> [ASSIGNED TASK] Write the listing below again, word for word.

> [DATA FOR THE TASK]

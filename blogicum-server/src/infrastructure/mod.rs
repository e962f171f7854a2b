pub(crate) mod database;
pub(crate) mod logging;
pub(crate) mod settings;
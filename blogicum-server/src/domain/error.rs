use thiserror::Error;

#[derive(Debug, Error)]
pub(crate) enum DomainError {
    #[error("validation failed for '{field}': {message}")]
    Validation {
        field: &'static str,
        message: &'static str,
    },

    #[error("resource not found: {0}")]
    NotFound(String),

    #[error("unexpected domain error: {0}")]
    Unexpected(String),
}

> [WRITTEN REPLY]
filename blogicum-server/src/infrastructure/mod.rs
repository e962f171f7854a2b
pub(crate) mod database;
pub(crate) mod logging;
pub(crate) mod settings;
filename blogicum-server/src/domain/error.rs
use thiserror::Error;

#[derive(Debug, Error)]
pub(crate) enum DomainError {
    #[error("validation failed for '{field}': {message}")]
    Validation {
        field: &'static str,
        message: &'static str,
    },

    #[error("resource not found: {0}")]
    NotFound(String),

    #[error("unexpected domain error: {0}")]
    Unexpected(String),
}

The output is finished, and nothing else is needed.